[Stored data entries]
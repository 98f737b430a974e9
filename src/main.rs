// Module-specific lints configuration
#![allow(clippy::uninlined_format_args)]

use anyhow::{Context, Result, anyhow};
use clap::{CommandFactory, Parser, Subcommand, ValueEnum};
use clap_complete::{Shell, generate};
use log::{Level, LevelFilter, Log, Metadata, Record, SetLoggerError, debug, error, info};
use std::io::Write;
use std::path::{Path, PathBuf};
use std::process::ExitCode;
use std::sync::Arc;

use xlate::app_config::{Config, LogLevel};
use xlate::app_controller::Controller;
use xlate::file_utils::{FileManager, encode_document};
use xlate::translation::po::{read_po, write_po};

/// CLI Wrapper for LogLevel to implement ValueEnum
#[derive(Debug, Clone, ValueEnum)]
enum CliLogLevel {
    Error,
    Warn,
    Info,
    Debug,
    Trace,
}

impl From<CliLogLevel> for LogLevel {
    fn from(cli_level: CliLogLevel) -> Self {
        match cli_level {
            CliLogLevel::Error => LogLevel::Error,
            CliLogLevel::Warn => LogLevel::Warn,
            CliLogLevel::Info => LogLevel::Info,
            CliLogLevel::Debug => LogLevel::Debug,
            CliLogLevel::Trace => LogLevel::Trace,
        }
    }
}

#[derive(Subcommand, Debug)]
enum Commands {
    /// Extract the translatable units of documents into a PO catalog
    Extract(ExtractArgs),

    /// Translate documents with a PO catalog
    Translate(TranslateArgs),

    /// Generate shell completions for xlate
    Completions {
        /// Shell to generate completions for
        #[arg(value_enum)]
        shell: Shell,
    },
}

#[derive(Parser, Debug)]
struct ExtractArgs {
    /// Input documents or directories
    #[arg(value_name = "INPUT", required = true)]
    inputs: Vec<PathBuf>,

    /// SRX document replacing the built-in segmentation rules
    #[arg(long, value_name = "FILE")]
    srx: Option<PathBuf>,

    /// Catalog file to write (standard output when omitted)
    #[arg(short, long, value_name = "FILE")]
    output: Option<PathBuf>,

    /// Language tag of the documents (e.g., 'en', 'fr-CA')
    #[arg(long)]
    language: Option<String>,
}

#[derive(Parser, Debug)]
struct TranslateArgs {
    /// Input documents or directories
    #[arg(value_name = "INPUT", required = true)]
    inputs: Vec<PathBuf>,

    /// PO catalog holding the translations
    #[arg(long, value_name = "FILE")]
    catalog: PathBuf,

    /// SRX document replacing the built-in segmentation rules
    #[arg(long, value_name = "FILE")]
    srx: Option<PathBuf>,

    /// Output file for one document, output directory for several
    #[arg(short, long, value_name = "PATH")]
    output: Option<PathBuf>,

    /// Language tag of the source documents
    #[arg(long)]
    language: Option<String>,
}

/// xlate - XML translation pipeline
///
/// Splits XML and XHTML documents into sentence-level units, collects them
/// into gettext catalogs and applies translated catalogs back onto the
/// documents, keeping markup, inline tags and whitespace intact.
#[derive(Parser, Debug)]
#[command(name = "xlate")]
#[command(version)]
#[command(about = "Extract and translate the text of XML documents")]
#[command(long_about = "xlate extracts translatable units from XML documents and applies translations back.

EXAMPLES:
    xlate extract -o site.pot site/               # Collect units of every page
    xlate extract --language fr page.html         # Use the French segmentation rules
    xlate translate --catalog es.po page.html     # Print the translated page
    xlate translate --catalog es.po -o out/ site/ # Translate a whole directory
    xlate completions bash > xlate.bash           # Generate bash completions

CONFIGURATION:
    Configuration is read from conf.json by default. You can specify a different
    config file with --config-path. A missing file means default settings.")]
struct CommandLineOptions {
    #[command(subcommand)]
    command: Commands,

    /// Configuration file path
    #[arg(short, long, global = true, default_value = "conf.json")]
    config_path: String,

    /// Set logging level
    #[arg(short, long, global = true, value_enum)]
    log_level: Option<CliLogLevel>,
}

// @struct: Custom logger implementation
struct CustomLogger {
    level: LevelFilter,
}

impl CustomLogger {
    // @creates: New logger with specified level
    fn new(level: LevelFilter) -> Self {
        CustomLogger { level }
    }

    // @initializes: Global logger
    fn init(level: LevelFilter) -> Result<(), SetLoggerError> {
        let logger = Box::new(CustomLogger::new(level));
        log::set_boxed_logger(logger)?;
        log::set_max_level(level);
        Ok(())
    }

    // @returns: Emoji for log level
    fn get_emoji_for_level(level: Level) -> &'static str {
        match level {
            Level::Error => "❌ ",
            Level::Warn => "🚧 ",
            Level::Info => " ",
            Level::Debug => "🔍 ",
            Level::Trace => "📋 ",
        }
    }

    // @returns: ANSI color for log level
    fn get_color_for_level(level: Level) -> &'static str {
        match level {
            Level::Error => "\x1B[1;31m",
            Level::Warn => "\x1B[1;33m",
            Level::Info => "\x1B[1;32m",
            Level::Debug => "\x1B[1;36m",
            Level::Trace => "\x1B[1;35m",
        }
    }
}

impl Log for CustomLogger {
    fn enabled(&self, metadata: &Metadata) -> bool {
        metadata.level() <= self.level
    }

    fn log(&self, record: &Record) {
        if self.enabled(record.metadata()) {
            let now = chrono::Local::now().format("%H:%M:%S.%3f");
            let mut stderr = std::io::stderr();
            let _ = writeln!(
                stderr,
                "{}{} {} {}\x1B[0m",
                Self::get_color_for_level(record.level()),
                now,
                Self::get_emoji_for_level(record.level()),
                record.args()
            );
        }
    }

    fn flush(&self) {
        let _ = std::io::stderr().flush();
    }
}

#[tokio::main]
async fn main() -> ExitCode {
    // Trace lets every record through; the max level filters
    if let Err(e) = CustomLogger::init(LevelFilter::Trace) {
        eprintln!("Failed to install logger: {}", e);
    }
    log::set_max_level(LevelFilter::Info);

    // Usage errors exit with 2, help and version with 0
    let cli = match CommandLineOptions::try_parse() {
        Ok(cli) => cli,
        Err(e) => {
            let _ = e.print();
            return if e.use_stderr() {
                ExitCode::from(2)
            } else {
                ExitCode::SUCCESS
            };
        }
    };

    match run(cli).await {
        Ok(true) => ExitCode::SUCCESS,
        Ok(false) => ExitCode::from(1),
        Err(e) => {
            error!("{:#}", e);
            ExitCode::from(1)
        }
    }
}

/// Run a subcommand; `Ok(false)` when some input failed
async fn run(cli: CommandLineOptions) -> Result<bool> {
    // If log level is set via command line, apply it immediately
    if let Some(log_level) = &cli.log_level {
        log::set_max_level(LogLevel::from(log_level.clone()).to_level_filter());
    }

    let mut config = Config::load_or_default(&cli.config_path)?;
    match &cli.log_level {
        Some(log_level) => config.log_level = log_level.clone().into(),
        None => log::set_max_level(config.log_level.to_level_filter()),
    }
    debug!("Configuration: {:?}", config);

    match cli.command {
        Commands::Completions { shell } => {
            let mut cmd = CommandLineOptions::command();
            generate(shell, &mut cmd, "xlate", &mut std::io::stdout());
            Ok(true)
        }
        Commands::Extract(args) => {
            if let Some(language) = args.language {
                config.language = language;
            }
            if args.srx.is_some() {
                config.srx_file = args.srx;
            }
            run_extract(config, &args.inputs, args.output).await
        }
        Commands::Translate(args) => {
            if let Some(language) = args.language {
                config.language = language;
            }
            if args.srx.is_some() {
                config.srx_file = args.srx;
            }
            run_translate(config, &args.inputs, &args.catalog, args.output).await
        }
    }
}

async fn run_extract(config: Config, inputs: &[PathBuf], output: Option<PathBuf>) -> Result<bool> {
    let controller = Controller::with_config(config)?;
    let report = controller.extract(inputs).await?;
    let catalog = write_po(&report.catalog, Some(&controller.config().language));

    match output {
        Some(path) => {
            FileManager::write_to_file(&path, &catalog)?;
            info!("Success: {}", path.display());
        }
        None => {
            let mut stdout = std::io::stdout();
            stdout
                .write_all(catalog.as_bytes())
                .context("Failed to write catalog to standard output")?;
        }
    }

    Ok(!report.has_failures())
}

async fn run_translate(
    config: Config,
    inputs: &[PathBuf],
    catalog_path: &Path,
    output: Option<PathBuf>,
) -> Result<bool> {
    if output.is_none() && (inputs.len() > 1 || inputs.iter().any(|input| input.is_dir())) {
        return Err(anyhow!("--output DIRECTORY is required when translating several documents"));
    }

    let controller = Controller::with_config(config)?;
    let source = FileManager::read_to_string(catalog_path)?;
    let catalog = read_po(&source)
        .with_context(|| format!("Failed to load catalog: {:?}", catalog_path))?;
    info!("Loaded {} catalog entries", catalog.len());

    let report = controller.translate(inputs, Arc::new(catalog)).await?;
    match output {
        Some(path) => {
            controller.write_documents(&report.documents, &path)?;
        }
        None => {
            let mut stdout = std::io::stdout();
            for document in &report.documents {
                stdout
                    .write_all(&encode_document(&document.content, document.encoding.as_deref()))
                    .context("Failed to write document to standard output")?;
            }
        }
    }

    Ok(!report.has_failures())
}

* _TASK DIRECTIONS_
All lines of the data that hold "FileManager" need to be copied.

* _SOLVED EXERCISE_
use xlate::file_utils::{FileManager, encode_document};
            FileManager::write_to_file(&path, &catalog)?;
    let source = FileManager::read_to_string(catalog_path)?;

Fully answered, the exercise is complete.